- _Supplied information_:
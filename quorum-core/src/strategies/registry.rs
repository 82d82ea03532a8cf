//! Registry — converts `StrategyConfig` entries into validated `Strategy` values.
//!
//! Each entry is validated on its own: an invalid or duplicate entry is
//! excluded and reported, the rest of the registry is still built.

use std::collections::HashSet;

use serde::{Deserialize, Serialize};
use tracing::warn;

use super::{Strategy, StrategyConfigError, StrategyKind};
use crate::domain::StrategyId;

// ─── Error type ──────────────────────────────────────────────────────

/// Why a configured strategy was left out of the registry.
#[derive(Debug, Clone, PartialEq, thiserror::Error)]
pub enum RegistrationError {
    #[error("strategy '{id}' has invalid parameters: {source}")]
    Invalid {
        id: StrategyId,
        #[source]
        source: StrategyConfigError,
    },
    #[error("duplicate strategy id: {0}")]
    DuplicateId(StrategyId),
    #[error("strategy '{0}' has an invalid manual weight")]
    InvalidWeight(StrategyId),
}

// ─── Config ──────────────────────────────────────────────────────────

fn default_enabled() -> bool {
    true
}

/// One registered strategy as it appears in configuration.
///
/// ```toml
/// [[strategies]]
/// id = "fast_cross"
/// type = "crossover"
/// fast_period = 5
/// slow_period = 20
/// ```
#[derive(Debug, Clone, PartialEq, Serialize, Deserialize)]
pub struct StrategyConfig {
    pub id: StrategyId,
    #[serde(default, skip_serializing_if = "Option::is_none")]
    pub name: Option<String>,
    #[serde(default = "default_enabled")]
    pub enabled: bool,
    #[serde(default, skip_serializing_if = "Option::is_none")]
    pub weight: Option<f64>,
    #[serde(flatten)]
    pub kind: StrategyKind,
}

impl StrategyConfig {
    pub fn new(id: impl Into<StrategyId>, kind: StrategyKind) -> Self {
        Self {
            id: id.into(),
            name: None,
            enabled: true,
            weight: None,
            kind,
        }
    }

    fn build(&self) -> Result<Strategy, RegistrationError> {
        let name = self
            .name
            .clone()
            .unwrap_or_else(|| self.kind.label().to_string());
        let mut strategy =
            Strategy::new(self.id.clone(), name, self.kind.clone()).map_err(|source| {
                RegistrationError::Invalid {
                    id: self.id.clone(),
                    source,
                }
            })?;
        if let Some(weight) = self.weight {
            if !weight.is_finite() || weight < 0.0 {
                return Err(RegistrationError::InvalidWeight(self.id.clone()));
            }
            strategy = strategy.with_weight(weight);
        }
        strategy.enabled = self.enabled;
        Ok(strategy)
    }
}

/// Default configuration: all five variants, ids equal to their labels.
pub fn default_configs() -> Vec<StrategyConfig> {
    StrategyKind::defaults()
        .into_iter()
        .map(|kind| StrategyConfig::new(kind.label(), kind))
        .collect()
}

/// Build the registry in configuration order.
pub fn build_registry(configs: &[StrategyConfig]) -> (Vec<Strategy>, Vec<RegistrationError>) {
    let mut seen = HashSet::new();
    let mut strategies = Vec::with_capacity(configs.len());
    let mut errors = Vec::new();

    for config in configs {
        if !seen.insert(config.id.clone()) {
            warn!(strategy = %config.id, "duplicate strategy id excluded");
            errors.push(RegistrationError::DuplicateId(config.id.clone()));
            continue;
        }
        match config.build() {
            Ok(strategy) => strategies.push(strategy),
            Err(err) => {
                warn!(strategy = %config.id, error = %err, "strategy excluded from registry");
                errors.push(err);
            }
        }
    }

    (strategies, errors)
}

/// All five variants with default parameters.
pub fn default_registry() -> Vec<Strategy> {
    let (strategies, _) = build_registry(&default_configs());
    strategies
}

- _Exercise goal_: The answer must contain only the lines from the one with "let name = self" to the end of the entries above, each written out exactly.

- _Task output_:
        let name = self
            .name
            .clone()
            .unwrap_or_else(|| self.kind.label().to_string());
        let mut strategy =
            Strategy::new(self.id.clone(), name, self.kind.clone()).map_err(|source| {
                RegistrationError::Invalid {
                    id: self.id.clone(),
                    source,
                }
            })?;
        if let Some(weight) = self.weight {
            if !weight.is_finite() || weight < 0.0 {
                return Err(RegistrationError::InvalidWeight(self.id.clone()));
            }
            strategy = strategy.with_weight(weight);
        }
        strategy.enabled = self.enabled;
        Ok(strategy)
    }
}

/// Default configuration: all five variants, ids equal to their labels.
pub fn default_configs() -> Vec<StrategyConfig> {
    StrategyKind::defaults()
        .into_iter()
        .map(|kind| StrategyConfig::new(kind.label(), kind))
        .collect()
}

/// Build the registry in configuration order.
pub fn build_registry(configs: &[StrategyConfig]) -> (Vec<Strategy>, Vec<RegistrationError>) {
    let mut seen = HashSet::new();
    let mut strategies = Vec::with_capacity(configs.len());
    let mut errors = Vec::new();

    for config in configs {
        if !seen.insert(config.id.clone()) {
            warn!(strategy = %config.id, "duplicate strategy id excluded");
            errors.push(RegistrationError::DuplicateId(config.id.clone()));
            continue;
        }
        match config.build() {
            Ok(strategy) => strategies.push(strategy),
            Err(err) => {
                warn!(strategy = %config.id, error = %err, "strategy excluded from registry");
                errors.push(err);
            }
        }
    }

    (strategies, errors)
}

/// All five variants with default parameters.
pub fn default_registry() -> Vec<Strategy> {
    let (strategies, _) = build_registry(&default_configs());
    strategies
}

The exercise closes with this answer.